RECORDS FOR THIS TASK
● ● ●
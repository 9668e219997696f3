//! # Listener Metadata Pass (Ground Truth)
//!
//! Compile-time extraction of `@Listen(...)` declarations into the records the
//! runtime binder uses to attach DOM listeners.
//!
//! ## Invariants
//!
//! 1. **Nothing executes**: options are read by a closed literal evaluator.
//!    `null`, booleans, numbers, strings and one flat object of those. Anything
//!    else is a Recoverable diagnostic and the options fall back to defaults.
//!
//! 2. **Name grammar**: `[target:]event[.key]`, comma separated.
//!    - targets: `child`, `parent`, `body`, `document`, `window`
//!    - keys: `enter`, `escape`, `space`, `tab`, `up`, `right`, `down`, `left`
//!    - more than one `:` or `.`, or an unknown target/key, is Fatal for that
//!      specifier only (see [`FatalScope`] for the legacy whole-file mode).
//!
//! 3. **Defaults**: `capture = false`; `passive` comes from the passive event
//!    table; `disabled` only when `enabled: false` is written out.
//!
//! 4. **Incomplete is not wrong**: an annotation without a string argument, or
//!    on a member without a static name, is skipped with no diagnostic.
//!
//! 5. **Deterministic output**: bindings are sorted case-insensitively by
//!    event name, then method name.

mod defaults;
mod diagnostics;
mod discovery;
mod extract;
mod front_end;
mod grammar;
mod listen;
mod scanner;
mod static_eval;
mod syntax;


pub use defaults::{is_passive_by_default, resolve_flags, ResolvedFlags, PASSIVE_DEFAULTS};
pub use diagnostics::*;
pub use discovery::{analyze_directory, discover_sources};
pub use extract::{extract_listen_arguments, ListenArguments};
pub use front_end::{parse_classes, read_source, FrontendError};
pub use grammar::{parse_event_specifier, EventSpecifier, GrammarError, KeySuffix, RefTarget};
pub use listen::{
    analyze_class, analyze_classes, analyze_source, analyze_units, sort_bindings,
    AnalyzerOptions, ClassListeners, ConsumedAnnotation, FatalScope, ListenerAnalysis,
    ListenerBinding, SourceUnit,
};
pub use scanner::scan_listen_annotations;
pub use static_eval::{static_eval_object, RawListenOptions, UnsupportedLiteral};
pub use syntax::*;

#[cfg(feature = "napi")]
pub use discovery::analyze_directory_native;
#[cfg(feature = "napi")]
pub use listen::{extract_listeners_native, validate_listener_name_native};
● ● ●
THE PROBLEM
From the material above, please return each line containing "grammar".

RESULT OF THIS EXERCISE
//! 2. **Name grammar**: `[target:]event[.key]`, comma separated.
mod grammar;
pub use grammar::{parse_event_specifier, EventSpecifier, GrammarError, KeySuffix, RefTarget};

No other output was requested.